» Try it:
What is needed here is every record, retyped without any change.

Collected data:
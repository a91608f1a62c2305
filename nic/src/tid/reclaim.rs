//! Deferred TID release.
//!
//! When the fast removal path cannot allocate a release message without
//! blocking, the identifier is parked here and a worker drains the list
//! from process context, where retrying with sleeps is allowed. Every
//! parked entry produces exactly one release notification, unless the
//! device is torn down first.

use core::sync::atomic::{AtomicBool, AtomicUsize, Ordering};

use alloc::vec::Vec;
use log::warn;
use spin::Mutex;

use crate::hw::fw::TidReleaseSender;
use crate::hw::platform::{Sleeper, WorkScheduler};

/// Send attempts per entry before the worker gives the list back and
/// reschedules itself.
pub const MAX_SEND_RETRIES: u32 = 64;

/// One identifier awaiting its release notification.
#[derive(Debug, Clone, Copy, PartialEq, Eq)]
pub struct PendingRelease {
    /// The identifier to release.
    pub tid: u32,
    /// Offload channel the notification must go out on.
    pub chan: u8,
}

struct PendingState {
    list: Vec<PendingRelease>,
    /// A worker run is scheduled or in progress.
    scheduled: bool,
}

/// The deferred-release worker state.
pub struct Reclaimer {
    state: Mutex<PendingState>,
    cancelled: AtomicBool,
    /// Worker runs currently inside [`Reclaimer::process`].
    active: AtomicUsize,
}

impl Reclaimer {
    pub fn new() -> Self {
        Self {
            state: Mutex::new(PendingState { list: Vec::new(), scheduled: false }),
            cancelled: AtomicBool::new(false),
            active: AtomicUsize::new(0),
        }
    }

    /// Park `tid` for deferred release on `chan`, scheduling a worker
    /// run if none is pending. Safe from interrupt context; the lock is
    /// released before this returns.
    pub fn enqueue<S: WorkScheduler>(&self, sched: &S, chan: u8, tid: u32) {
        if self.cancelled.load(Ordering::Acquire) {
            // Tear-down discards queued-but-unsent releases.
            return;
        }
        let kick = {
            let mut st = self.state.lock();
            st.list.push(PendingRelease { tid, chan });
            if st.scheduled {
                false
            } else {
                st.scheduled = true;
                true
            }
        };
        if kick {
            sched.schedule_reclaim();
        }
    }

    /// Drain the pending list. Process context only.
    ///
    /// Detaches the whole list under the lock, then sends each entry
    /// outside it so enqueuers are never blocked. Buffer allocation is
    /// retried with backoff up to [`MAX_SEND_RETRIES`] times per entry;
    /// on exhaustion the unsent remainder is pushed back and the worker
    /// rescheduled, so no release is ever lost. Returns the number of
    /// notifications sent.
    pub fn process<H>(&self, hal: &H) -> usize
    where
        H: TidReleaseSender + Sleeper + WorkScheduler,
    {
        self.active.fetch_add(1, Ordering::AcqRel);
        let sent = self.process_inner(hal);
        self.active.fetch_sub(1, Ordering::AcqRel);
        sent
    }

    fn process_inner<H>(&self, hal: &H) -> usize
    where
        H: TidReleaseSender + Sleeper + WorkScheduler,
    {
        let mut sent = 0;
        loop {
            let batch = {
                let mut st = self.state.lock();
                if st.list.is_empty() || self.cancelled.load(Ordering::Acquire) {
                    st.list.clear();
                    st.scheduled = false;
                    return sent;
                }
                core::mem::take(&mut st.list)
            };

            let mut entries = batch.into_iter();
            while let Some(entry) = entries.next() {
                let mut attempt = 0u32;
                loop {
                    if self.cancelled.load(Ordering::Acquire) {
                        let mut st = self.state.lock();
                        st.list.clear();
                        st.scheduled = false;
                        return sent;
                    }
                    match hal.try_send_tid_release(entry.chan, entry.tid) {
                        Ok(()) => {
                            sent += 1;
                            break;
                        }
                        Err(_) if attempt + 1 < MAX_SEND_RETRIES => {
                            attempt += 1;
                            hal.backoff(attempt);
                        }
                        Err(_) => {
                            // Give the remainder back and try again in a
                            // fresh worker run.
                            warn!("tid release stalled, rescheduling");
                            {
                                let mut st = self.state.lock();
                                st.list.push(entry);
                                st.list.extend(entries);
                            }
                            hal.schedule_reclaim();
                            return sent;
                        }
                    }
                }
            }
        }
    }

    /// Stop deferred reclaim and discard anything still queued. Called
    /// at tear-down; running workers exit at their next cancellation
    /// check.
    pub fn cancel(&self) {
        self.cancelled.store(true, Ordering::Release);
        let mut st = self.state.lock();
        st.list.clear();
        st.scheduled = false;
    }

    /// Re-arm after a cancellation, ahead of the next bring-up. Callers
    /// must have waited for active workers to drain first.
    pub fn reset(&self) {
        debug_assert!(!self.is_active());
        self.cancelled.store(false, Ordering::Release);
    }

    /// Whether any worker run is still inside [`Reclaimer::process`].
    pub fn is_active(&self) -> bool {
        self.active.load(Ordering::Acquire) > 0
    }

    /// Entries currently parked (diagnostics).
    pub fn pending(&self) -> usize {
        self.state.lock().list.len()
    }
}

impl Default for Reclaimer {
    fn default() -> Self {
        Self::new()
    }
}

» Solution to this problem:
repository a91608f1a62c2305
filename nic/src/tid/reclaim.rs
//! Deferred TID release.
//!
//! When the fast removal path cannot allocate a release message without
//! blocking, the identifier is parked here and a worker drains the list
//! from process context, where retrying with sleeps is allowed. Every
//! parked entry produces exactly one release notification, unless the
//! device is torn down first.

use core::sync::atomic::{AtomicBool, AtomicUsize, Ordering};

use alloc::vec::Vec;
use log::warn;
use spin::Mutex;

use crate::hw::fw::TidReleaseSender;
use crate::hw::platform::{Sleeper, WorkScheduler};

/// Send attempts per entry before the worker gives the list back and
/// reschedules itself.
pub const MAX_SEND_RETRIES: u32 = 64;

/// One identifier awaiting its release notification.
#[derive(Debug, Clone, Copy, PartialEq, Eq)]
pub struct PendingRelease {
    /// The identifier to release.
    pub tid: u32,
    /// Offload channel the notification must go out on.
    pub chan: u8,
}

struct PendingState {
    list: Vec<PendingRelease>,
    /// A worker run is scheduled or in progress.
    scheduled: bool,
}

/// The deferred-release worker state.
pub struct Reclaimer {
    state: Mutex<PendingState>,
    cancelled: AtomicBool,
    /// Worker runs currently inside [`Reclaimer::process`].
    active: AtomicUsize,
}

impl Reclaimer {
    pub fn new() -> Self {
        Self {
            state: Mutex::new(PendingState { list: Vec::new(), scheduled: false }),
            cancelled: AtomicBool::new(false),
            active: AtomicUsize::new(0),
        }
    }

    /// Park `tid` for deferred release on `chan`, scheduling a worker
    /// run if none is pending. Safe from interrupt context; the lock is
    /// released before this returns.
    pub fn enqueue<S: WorkScheduler>(&self, sched: &S, chan: u8, tid: u32) {
        if self.cancelled.load(Ordering::Acquire) {
            // Tear-down discards queued-but-unsent releases.
            return;
        }
        let kick = {
            let mut st = self.state.lock();
            st.list.push(PendingRelease { tid, chan });
            if st.scheduled {
                false
            } else {
                st.scheduled = true;
                true
            }
        };
        if kick {
            sched.schedule_reclaim();
        }
    }

    /// Drain the pending list. Process context only.
    ///
    /// Detaches the whole list under the lock, then sends each entry
    /// outside it so enqueuers are never blocked. Buffer allocation is
    /// retried with backoff up to [`MAX_SEND_RETRIES`] times per entry;
    /// on exhaustion the unsent remainder is pushed back and the worker
    /// rescheduled, so no release is ever lost. Returns the number of
    /// notifications sent.
    pub fn process<H>(&self, hal: &H) -> usize
    where
        H: TidReleaseSender + Sleeper + WorkScheduler,
    {
        self.active.fetch_add(1, Ordering::AcqRel);
        let sent = self.process_inner(hal);
        self.active.fetch_sub(1, Ordering::AcqRel);
        sent
    }

    fn process_inner<H>(&self, hal: &H) -> usize
    where
        H: TidReleaseSender + Sleeper + WorkScheduler,
    {
        let mut sent = 0;
        loop {
            let batch = {
                let mut st = self.state.lock();
                if st.list.is_empty() || self.cancelled.load(Ordering::Acquire) {
                    st.list.clear();
                    st.scheduled = false;
                    return sent;
                }
                core::mem::take(&mut st.list)
            };

            let mut entries = batch.into_iter();
            while let Some(entry) = entries.next() {
                let mut attempt = 0u32;
                loop {
                    if self.cancelled.load(Ordering::Acquire) {
                        let mut st = self.state.lock();
                        st.list.clear();
                        st.scheduled = false;
                        return sent;
                    }
                    match hal.try_send_tid_release(entry.chan, entry.tid) {
                        Ok(()) => {
                            sent += 1;
                            break;
                        }
                        Err(_) if attempt + 1 < MAX_SEND_RETRIES => {
                            attempt += 1;
                            hal.backoff(attempt);
                        }
                        Err(_) => {
                            // Give the remainder back and try again in a
                            // fresh worker run.
                            warn!("tid release stalled, rescheduling");
                            {
                                let mut st = self.state.lock();
                                st.list.push(entry);
                                st.list.extend(entries);
                            }
                            hal.schedule_reclaim();
                            return sent;
                        }
                    }
                }
            }
        }
    }

    /// Stop deferred reclaim and discard anything still queued. Called
    /// at tear-down; running workers exit at their next cancellation
    /// check.
    pub fn cancel(&self) {
        self.cancelled.store(true, Ordering::Release);
        let mut st = self.state.lock();
        st.list.clear();
        st.scheduled = false;
    }

    /// Re-arm after a cancellation, ahead of the next bring-up. Callers
    /// must have waited for active workers to drain first.
    pub fn reset(&self) {
        debug_assert!(!self.is_active());
        self.cancelled.store(false, Ordering::Release);
    }

    /// Whether any worker run is still inside [`Reclaimer::process`].
    pub fn is_active(&self) -> bool {
        self.active.load(Ordering::Acquire) > 0
    }

    /// Entries currently parked (diagnostics).
    pub fn pending(&self) -> usize {
        self.state.lock().list.len()
    }
}

impl Default for Reclaimer {
    fn default() -> Self {
        Self::new()
    }
}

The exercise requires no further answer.